Frasa dan Penerapannya Dalam Makalah

Frasa dan Penerapannya Dalam Makalah – Kali ini saya akan menjelaska tentang frasa dan penerapannya daalam kalimat.Ironisnya, fenomena ini bahkan selalu muncul menyertai aktivitas belajar mengajar sehari-hari. Menyontek seperti telah menjadi kebiasaan mulai dari pendidikan dasar hingga tingkat perguruan tinggi. Menyontek bukanlah penyakit akut yang ‘ujug-ujug’ datang dan menjangkiti pelajar di Indonesia. Namun apakah memang lebih memprihatinkan dari anak sekolah jaman dahulu? Mari coba kita ingat kembali jaman sekolah dari pendidikan dasar hingga kuliah. Ternyata menyontek itu sudah dikenal sejak lama, dan bahkan sejak orang tua kita sudah ada yang namanya menyontek.
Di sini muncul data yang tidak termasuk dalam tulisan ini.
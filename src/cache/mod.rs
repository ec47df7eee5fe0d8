//! Namespaced read-through caches.
//!
//! Four namespaces (search, bundle, rerank, index), each with its own TTL
//! and entry cap, guarded by per-namespace locks. Keys follow
//! `v{version}:{namespace}:{sha256(payload)}` so a version bump invalidates
//! everything at once. Concurrent computations of the same missing key are
//! coalesced: exactly one origin call runs, every waiter receives its
//! result.

use std::any::Any;
use std::collections::HashMap;
use std::num::NonZeroUsize;
use std::sync::Arc;
use std::time::Duration;
use std::time::Instant;

use lru::LruCache;
use tokio::sync::Mutex;
use tokio::sync::OnceCell;

use crate::config::CacheConfig;
use crate::error::Result;
use crate::ids;

/// Cache namespace.
#[derive(Debug, Clone, Copy, PartialEq, Eq, Hash)]
pub enum Namespace {
    Search,
    Bundle,
    Rerank,
    Index,
}

impl Namespace {
    pub fn label(&self) -> &'static str {
        match self {
            Namespace::Search => "search",
            Namespace::Bundle => "bundle",
            Namespace::Rerank => "rerank",
            Namespace::Index => "index",
        }
    }

    fn all() -> [Namespace; 4] {
        [
            Namespace::Search,
            Namespace::Bundle,
            Namespace::Rerank,
            Namespace::Index,
        ]
    }
}

type Value = Arc<dyn Any + Send + Sync>;

struct Entry {
    value: Value,
    inserted: Instant,
}

struct Space {
    ttl: Duration,
    entries: Mutex<LruCache<String, Entry>>,
    /// In-flight computations for missing keys, for coalescing.
    inflight: Mutex<HashMap<String, Arc<OnceCell<Value>>>>,
}

impl Space {
    fn new(ttl: Duration, max_entries: usize) -> Self {
        let entries = match NonZeroUsize::new(max_entries) {
            Some(cap) => LruCache::new(cap),
            // 0 = unbounded (the rerank namespace).
            None => LruCache::unbounded(),
        };
        Self {
            ttl,
            entries: Mutex::new(entries),
            inflight: Mutex::new(HashMap::new()),
        }
    }
}

/// The namespaced cache manager.
pub struct CacheManager {
    version: u32,
    spaces: HashMap<Namespace, Space>,
}

impl CacheManager {
    pub fn new(config: &CacheConfig) -> Self {
        let mut spaces = HashMap::new();
        spaces.insert(
            Namespace::Search,
            Space::new(
                Duration::from_secs(config.search_ttl_secs),
                config.search_max_entries,
            ),
        );
        spaces.insert(
            Namespace::Bundle,
            Space::new(
                Duration::from_secs(config.bundle_ttl_secs),
                config.bundle_max_entries,
            ),
        );
        spaces.insert(
            Namespace::Rerank,
            Space::new(Duration::from_secs(config.rerank_ttl_secs), 0),
        );
        spaces.insert(
            Namespace::Index,
            Space::new(
                Duration::from_secs(config.index_ttl_secs),
                config.index_max_entries,
            ),
        );
        Self {
            version: config.version,
            spaces,
        }
    }

    /// Build a versioned key from an arbitrary payload.
    pub fn key(&self, namespace: Namespace, payload: &str) -> String {
        format!(
            "v{}:{}:{}",
            self.version,
            namespace.label(),
            ids::sha256_hex(payload.as_bytes())
        )
    }

    /// Fetch a cached value if present and unexpired.
    pub async fn get<T>(&self, namespace: Namespace, key: &str) -> Option<T>
    where
        T: Clone + Send + Sync + 'static,
    {
        let space = &self.spaces[&namespace];
        let mut entries = space.entries.lock().await;
        match entries.get(key) {
            Some(entry) if entry.inserted.elapsed() < space.ttl => {
                entry.value.downcast_ref::<T>().cloned()
            }
            Some(_) => {
                entries.pop(key);
                None
            }
            None => None,
        }
    }

    /// Insert a value unconditionally. Last write wins.
    pub async fn insert<T>(&self, namespace: Namespace, key: &str, value: T)
    where
        T: Clone + Send + Sync + 'static,
    {
        let space = &self.spaces[&namespace];
        let mut entries = space.entries.lock().await;
        entries.put(
            key.to_string(),
            Entry {
                value: Arc::new(value),
                inserted: Instant::now(),
            },
        );
    }

    /// Read-through lookup with single-flight coalescing.
    ///
    /// Returns the cached value when unexpired; otherwise calls `f`, stores
    /// the result and returns it. While one computation is in flight, other
    /// callers of the same key await it instead of invoking their own `f`.
    /// Origin errors are never cached.
    pub async fn get_or_compute<T, F, Fut>(
        &self,
        namespace: Namespace,
        key: &str,
        f: F,
    ) -> Result<T>
    where
        T: Clone + Send + Sync + 'static,
        F: FnOnce() -> Fut,
        Fut: std::future::Future<Output = Result<T>>,
    {
        if let Some(hit) = self.get::<T>(namespace, key).await {
            tracing::trace!(namespace = namespace.label(), key, "Cache hit");
            return Ok(hit);
        }

        let space = &self.spaces[&namespace];
        let cell = {
            let mut inflight = space.inflight.lock().await;
            Arc::clone(
                inflight
                    .entry(key.to_string())
                    .or_insert_with(|| Arc::new(OnceCell::new())),
            )
        };

        let result = cell
            .get_or_try_init(|| async {
                let value = f().await?;
                Ok::<Value, crate::error::EngineError>(Arc::new(value) as Value)
            })
            .await;

        // Whoever finishes clears the in-flight slot; the cell's value (if
        // any) has already been shared with all waiters.
        {
            let mut inflight = space.inflight.lock().await;
            inflight.remove(key);
        }

        match result {
            Ok(value) => {
                let typed = value
                    .downcast_ref::<T>()
                    .cloned()
                    .expect("in-flight cell holds the type its key was computed with");
                self.insert(namespace, key, typed.clone()).await;
                Ok(typed)
            }
            Err(e) => Err(e),
        }
    }

    /// Remove entries whose key matches the predicate. Returns the count.
    pub async fn clear<P>(&self, namespace: Namespace, predicate: P) -> usize
    where
        P: Fn(&str) -> bool,
    {
        let space = &self.spaces[&namespace];
        let mut entries = space.entries.lock().await;
        let doomed: Vec<String> = entries
            .iter()
            .filter(|(key, _)| predicate(key))
            .map(|(key, _)| key.clone())
            .collect();
        for key in &doomed {
            entries.pop(key);
        }
        doomed.len()
    }

    /// Drop every entry in every namespace.
    pub async fn clear_all(&self) {
        for namespace in Namespace::all() {
            let space = &self.spaces[&namespace];
            space.entries.lock().await.clear();
        }
    }

    /// Entry count for one namespace.
    pub async fn len(&self, namespace: Namespace) -> usize {
        self.spaces[&namespace].entries.lock().await.len()
    }
}

#[cfg(test)]
#[path = "mod.test.rs"]
mod tests;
Frasa dan Penerapannya Dalam Makalah

Dalam pembahasan ini terdapat pengertian frasa dan contoh penerapannya secara langsungMenyontek bukanlah budaya bangsa yang beradap, karena menyontek merugikan orang lain. Secara langsung, menyontek merampas hak orang lain yang sudah berbuat jujur. Namun sayang, mencontek semakin menjamur dan boleh dibilang sudah menjadi penyakit budaya dinegeri ini. Penyakit budaya yang kronis yang kemunculannya sebenarnya bukan baru-baru ini. Susahnya menyembuhkan penyakit kronis ini adalah menghilangkan akarnya. Karena sumber penyakit menyontek bukan virus atau bakteri yang bisa diguyur obat langsung mati. Tetapi penyakit menyontek penyebabnya adalah manusia, yang tidak bisa semudah itu dimusnahkan namun jika tidak dimusnahkan akan menjamur.
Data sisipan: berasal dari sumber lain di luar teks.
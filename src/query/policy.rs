//! Policy derivation: `(intent, context) -> PolicyDecision`.
//!
//! Pure function over its inputs. Base policies come from a fixed per-intent
//! table; the context (classifier confidence, query length, token budget)
//! adjusts depth and early-stop bounds; per-repo overrides and per-language
//! multipliers apply last and may override any field.

use serde::Deserialize;
use serde::Serialize;

use crate::config::glob_match;
use crate::config::LaneMultipliers;
use crate::config::PolicyOverrides;

use super::intent::Intent;

/// Per-lane seed weights consumed by the fusion step.
#[derive(Debug, Clone, Copy, PartialEq, Serialize, Deserialize)]
pub struct SeedWeights {
    pub vector: f32,
    pub bm25: f32,
    pub memory: f32,
    pub symbol: f32,
}

impl SeedWeights {
    pub const fn new(vector: f32, bm25: f32, memory: f32, symbol: f32) -> Self {
        Self {
            vector,
            bm25,
            memory,
            symbol,
        }
    }

    /// Multiply every lane by `factor`, clamping each to [0, 5].
    pub fn scaled(self, factor: f32) -> Self {
        Self {
            vector: clamp_weight(self.vector * factor),
            bm25: clamp_weight(self.bm25 * factor),
            memory: clamp_weight(self.memory * factor),
            symbol: clamp_weight(self.symbol * factor),
        }
    }

    /// Lane-wise multiplication (language multipliers), clamped to [0, 5].
    pub fn multiplied(self, m: &LaneMultipliers) -> Self {
        Self {
            vector: clamp_weight(self.vector * m.vector),
            bm25: clamp_weight(self.bm25 * m.bm25),
            memory: clamp_weight(self.memory * m.memory),
            symbol: clamp_weight(self.symbol * m.symbol),
        }
    }
}

fn clamp_weight(w: f32) -> f32 {
    w.clamp(0.0, 5.0)
}

/// What the retrieval pipeline is allowed to do for one query.
#[derive(Debug, Clone, PartialEq, Serialize, Deserialize)]
pub struct PolicyDecision {
    /// Graph traversal depth cap.
    pub max_depth: u8,
    pub include_symbols: bool,
    pub include_files: bool,
    /// May be forced off by a small budget; items then pack as capsules.
    pub include_content: bool,
    /// Result count after which early stopping is considered.
    pub early_stop_threshold: u8,
    pub seed_weights: SeedWeights,
}

impl PolicyDecision {
    /// Base policy for an intent. The table is part of the external
    /// contract and is exercised verbatim by tests.
    pub fn base(intent: Intent) -> Self {
        let (max_depth, early_stop_threshold, seed_weights) = match intent {
            Intent::Symbol => (2, 3, SeedWeights::new(1.2, 0.8, 1.0, 2.0)),
            Intent::Config => (1, 2, SeedWeights::new(0.8, 1.5, 1.2, 0.5)),
            Intent::Api => (2, 2, SeedWeights::new(1.0, 1.0, 1.3, 1.2)),
            Intent::Incident => (3, 5, SeedWeights::new(1.3, 1.1, 1.8, 1.5)),
            Intent::Search => (2, 10, SeedWeights::new(1.0, 1.0, 1.0, 1.0)),
        };
        Self {
            max_depth,
            include_symbols: true,
            include_files: true,
            include_content: true,
            early_stop_threshold,
            seed_weights,
        }
    }

    /// Stable fingerprint for memoization and bundle signatures.
    pub fn fingerprint(&self) -> String {
        format!(
            "d{}e{}s{}f{}c{}w{:.3}:{:.3}:{:.3}:{:.3}",
            self.max_depth,
            self.early_stop_threshold,
            self.include_symbols as u8,
            self.include_files as u8,
            self.include_content as u8,
            self.seed_weights.vector,
            self.seed_weights.bm25,
            self.seed_weights.memory,
            self.seed_weights.symbol,
        )
    }
}

/// Context fed into policy derivation.
#[derive(Debug, Clone, Default)]
pub struct PolicyContext {
    pub confidence: f32,
    /// Query length in characters.
    pub query_length: usize,
    /// Caller token budget for the bundle.
    pub token_budget: u32,
    pub repo: Option<String>,
    pub language: Option<String>,
}

/// Derive the effective policy.
pub fn derive(intent: Intent, ctx: &PolicyContext, overrides: &PolicyOverrides) -> PolicyDecision {
    let base = PolicyDecision::base(intent);
    let mut policy = base.clone();

    // Confidence band adjustments.
    if ctx.confidence < 0.5 {
        policy.max_depth = base.max_depth.saturating_sub(1).max(1);
        policy.early_stop_threshold = base.early_stop_threshold.saturating_sub(1).max(1);
    } else if ctx.confidence > 0.8 {
        policy.max_depth = (base.max_depth + 1).min(4);
        policy.early_stop_threshold = base.early_stop_threshold.saturating_add(1);
    }

    // Very short queries broaden the search.
    if ctx.query_length < 10 {
        policy.max_depth = policy.max_depth.max(2);
    }

    // Small budgets cannot afford full content.
    if ctx.token_budget < 2_000 {
        policy.include_content = false;
        policy.early_stop_threshold = policy.early_stop_threshold.saturating_sub(1).max(1);
    }

    // Per-repo overrides, in declaration order (later entries win).
    if let Some(repo) = ctx.repo.as_deref() {
        for over in &overrides.repos {
            if !glob_match(&over.pattern, repo) {
                continue;
            }
            if let Some(depth) = over.max_depth {
                policy.max_depth = depth.min(4);
            }
            if let Some(early) = over.early_stop_threshold {
                policy.early_stop_threshold = early.max(1);
            }
            if let Some(content) = over.include_content {
                policy.include_content = content;
            }
            if let Some(w) = over.seed_weights {
                policy.seed_weights = policy.seed_weights.multiplied(&w);
            }
        }
    }

    // Language multipliers apply last; multiplication is the canonical
    // combination rule.
    if let Some(language) = ctx.language.as_deref() {
        if let Some(m) = overrides.language_multipliers.get(language) {
            policy.seed_weights = policy.seed_weights.multiplied(m);
        }
    }

    policy
}

#[cfg(test)]
#[path = "policy.test.rs"]
mod tests;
Pendidikan akademik saja masih kurang untuk mencetak sumber daya manusia yang berkualitas. Pendidikan yang lebih penting adalah pendidikan karakter. Seperti yang ditegaskan Presiden pertama Negara Republik Indonesia Ir. Soekarno bahwa “Bangsa ini harus dibangun dengan mendahulukan pembangunan karakter ( character building ). Karena character building inilah yang akan membuat Indonesia menjadi bangsa yang besar, maju, jaya, dan bermartabat. (Samani. M, 2012) Di Indonesia pendidikan karakter saat ini memang dirasakan mendesak. Gambaran situasi masyarakat dalam dunia pendidikan di Indonesia menjadi motivasi pokok (maintreming) implementasi pendidikan karakter di Indonesia. Inilah beberapa contoh penerapan frasa.
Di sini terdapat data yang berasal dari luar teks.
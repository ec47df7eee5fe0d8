use super::*;

use crate::types::RefOrigin;
use crate::types::SpanKind;

/// Build a span at a fixed range inside `path` named `name`.
fn span(path: &str, name: &str, start: u64, end: u64) -> SpanRecord {
    SpanRecord::new(
        "repo",
        path,
        start,
        end,
        SpanKind::Function,
        Some(name.to_string()),
        None,
        None,
        vec![],
    )
}

fn call(src: &SpanRecord, dst: &SpanRecord, origin: RefOrigin) -> ReferenceRecord {
    ReferenceRecord {
        src_span_id: src.id.clone(),
        dst_path: dst.path.clone(),
        byte_start: dst.byte_start,
        byte_end: dst.byte_end,
        kind: RefKind::Call,
        origin,
    }
}

/// Linear chain a -> b -> c -> d with uniform costs.
fn chain() -> (Vec<SpanRecord>, Vec<ReferenceRecord>, HashMap<String, u32>) {
    let a = span("src/a.rs", "a", 0, 100);
    let b = span("src/b.rs", "b", 0, 100);
    let c = span("src/c.rs", "c", 0, 100);
    let d = span("src/d.rs", "d", 0, 100);
    let refs = vec![
        call(&a, &b, RefOrigin::Scip),
        call(&b, &c, RefOrigin::Scip),
        call(&c, &d, RefOrigin::Scip),
    ];
    let spans = vec![a, b, c, d];
    let costs = spans.iter().map(|s| (s.id.clone(), 10u32)).collect();
    (spans, refs, costs)
}

#[test]
fn test_build_resolves_positions_to_spans() {
    let (spans, refs, costs) = chain();
    let graph = ReferenceGraph::build(&spans, &refs, &costs);
    assert_eq!(graph.node_count(), 4);
    assert_eq!(graph.edge_count(), 3);
}

#[test]
fn test_unresolvable_reference_dropped() {
    let a = span("src/a.rs", "a", 0, 100);
    let refs = vec![ReferenceRecord {
        src_span_id: a.id.clone(),
        dst_path: "src/unindexed.rs".to_string(),
        byte_start: 0,
        byte_end: 50,
        kind: RefKind::Call,
        origin: RefOrigin::Heuristic,
    }];
    let costs = HashMap::new();
    let graph = ReferenceGraph::build(std::slice::from_ref(&a), &refs, &costs);
    assert_eq!(graph.edge_count(), 0);
}

#[test]
fn test_most_specific_overlapping_span_wins() {
    let outer = span("src/b.rs", "outer", 0, 200);
    let inner = span("src/b.rs", "inner", 50, 100);
    let a = span("src/a.rs", "a", 0, 100);
    let refs = vec![ReferenceRecord {
        src_span_id: a.id.clone(),
        dst_path: "src/b.rs".to_string(),
        byte_start: 60,
        byte_end: 70,
        kind: RefKind::Call,
        origin: RefOrigin::Scip,
    }];
    let spans = vec![a.clone(), outer, inner.clone()];
    let costs = spans.iter().map(|s| (s.id.clone(), 1u32)).collect();
    let graph = ReferenceGraph::build(&spans, &refs, &costs);

    let expansion = graph.expand(&[a.id], Direction::Callees, 1, 1_000);
    assert_eq!(expansion.nodes.len(), 1);
    assert_eq!(expansion.nodes[0].name.as_deref(), Some("inner"));
}

#[test]
fn test_depth_cap_excludes_deeper_nodes() {
    let (spans, refs, costs) = chain();
    let graph = ReferenceGraph::build(&spans, &refs, &costs);

    let seed = vec![spans[0].id.clone()];
    let expansion = graph.expand(&seed, Direction::Callees, 2, 10_000);
    let names: Vec<Option<&str>> = expansion.nodes.iter().map(|n| n.name.as_deref()).collect();
    // Depth 1 = b, depth 2 = c; d (depth 3) must be absent.
    assert_eq!(names, vec![Some("b"), Some("c")]);
    assert!(expansion.depth_capped);
    assert!(!expansion.truncated);
}

#[test]
fn test_depth_cap_flag_only_when_neighbors_remain() {
    let (spans, refs, costs) = chain();
    let graph = ReferenceGraph::build(&spans, &refs, &costs);
    let seed = vec![spans[0].id.clone()];
    // Depth 3 reaches everything; no cap reported.
    let expansion = graph.expand(&seed, Direction::Callees, 3, 10_000);
    assert_eq!(expansion.nodes.len(), 3);
    assert!(!expansion.depth_capped);
}

#[test]
fn test_token_budget_truncates() {
    let (spans, refs, costs) = chain();
    let graph = ReferenceGraph::build(&spans, &refs, &costs);
    let seed = vec![spans[0].id.clone()];
    // Each node costs 10; budget 15 admits exactly one.
    let expansion = graph.expand(&seed, Direction::Callees, 3, 15);
    assert_eq!(expansion.nodes.len(), 1);
    assert!(expansion.truncated);
}

#[test]
fn test_zero_budget_discovers_nothing() {
    let (spans, refs, costs) = chain();
    let graph = ReferenceGraph::build(&spans, &refs, &costs);
    let seed = vec![spans[0].id.clone()];
    let expansion = graph.expand(&seed, Direction::Callees, 2, 5);
    assert!(expansion.nodes.is_empty());
    assert!(expansion.truncated);
}

#[test]
fn test_callers_direction() {
    let (spans, refs, costs) = chain();
    let graph = ReferenceGraph::build(&spans, &refs, &costs);
    // From c, callers walks the chain backwards: b then a.
    let seed = vec![spans[2].id.clone()];
    let expansion = graph.expand(&seed, Direction::Callers, 2, 10_000);
    let names: Vec<Option<&str>> = expansion.nodes.iter().map(|n| n.name.as_deref()).collect();
    assert_eq!(names, vec![Some("b"), Some("a")]);
}

#[test]
fn test_both_directions() {
    let (spans, refs, costs) = chain();
    let graph = ReferenceGraph::build(&spans, &refs, &costs);
    let seed = vec![spans[1].id.clone()]; // b
    let expansion = graph.expand(&seed, Direction::Both, 1, 10_000);
    let mut names: Vec<Option<&str>> = expansion.nodes.iter().map(|n| n.name.as_deref()).collect();
    names.sort();
    assert_eq!(names, vec![Some("a"), Some("c")]);
}

#[test]
fn test_confidence_orders_frontier() {
    let a = span("src/a.rs", "a", 0, 100);
    let weak = span("src/weak.rs", "weak", 0, 100);
    let strong = span("src/strong.rs", "strong", 0, 100);
    let refs = vec![
        call(&a, &weak, RefOrigin::Heuristic),
        call(&a, &strong, RefOrigin::Scip),
    ];
    let spans = vec![a.clone(), weak, strong];
    let costs: HashMap<String, u32> = spans.iter().map(|s| (s.id.clone(), 10u32)).collect();
    let graph = ReferenceGraph::build(&spans, &refs, &costs);

    // Budget for only one node: the SCIP edge must win.
    let expansion = graph.expand(&[a.id], Direction::Callees, 1, 10);
    assert_eq!(expansion.nodes.len(), 1);
    assert_eq!(expansion.nodes[0].name.as_deref(), Some("strong"));
    assert!((expansion.nodes[0].confidence - 1.0).abs() < 1e-6);
}

#[test]
fn test_cycle_terminates() {
    let a = span("src/a.rs", "a", 0, 100);
    let b = span("src/b.rs", "b", 0, 100);
    let refs = vec![call(&a, &b, RefOrigin::Scip), call(&b, &a, RefOrigin::Scip)];
    let spans = vec![a.clone(), b];
    let costs: HashMap<String, u32> = spans.iter().map(|s| (s.id.clone(), 1u32)).collect();
    let graph = ReferenceGraph::build(&spans, &refs, &costs);

    let expansion = graph.expand(&[a.id], Direction::Both, 4, 1_000);
    // Only b is ever discovered; the cycle back to a is ignored.
    assert_eq!(expansion.nodes.len(), 1);
}

#[test]
fn test_missing_seed_is_ignored() {
    let (spans, refs, costs) = chain();
    let graph = ReferenceGraph::build(&spans, &refs, &costs);
    let expansion = graph.expand(&["not-a-span".to_string()], Direction::Both, 2, 1_000);
    assert!(expansion.nodes.is_empty());
    assert!(!expansion.truncated);
}

#[test]
fn test_edges_recorded() {
    let (spans, refs, costs) = chain();
    let graph = ReferenceGraph::build(&spans, &refs, &costs);
    let expansion = graph.expand(&[spans[0].id.clone()], Direction::Callees, 2, 10_000);
    assert_eq!(expansion.edges.len(), 2);
    assert_eq!(expansion.edges[0].src_span_id, spans[0].id);
    assert_eq!(expansion.edges[0].kind, RefKind::Call);
}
Undang-Undang Nomor 20 Tahun 2003 tentang Sistem Pendidikan Nasional Berbunyi Pendidikan Nasional berfungsi mengembangkan kemampuan dan membentuk karakter serta peradapan bangsa yang bermartabat dalam rangka mencerdaskan kehidupan bangsa. Pendidikan Nasional bertujuan untuk mengembangkan potensi peserta didik agar menjadi manusia yang beriman, bertaqwa kepada Tuhan Yang Maha Esa. Solusinya adalah membunuh pikiran manusianya. Kalaupun tidak bisa dimusnahkan, setidaknya bisa dieliminir sedikit demi sedikit. Demikianlah penjelasan tentang frasa dan penerapannya dalam kalimat. Semoga bermanfaat. Terima kasih.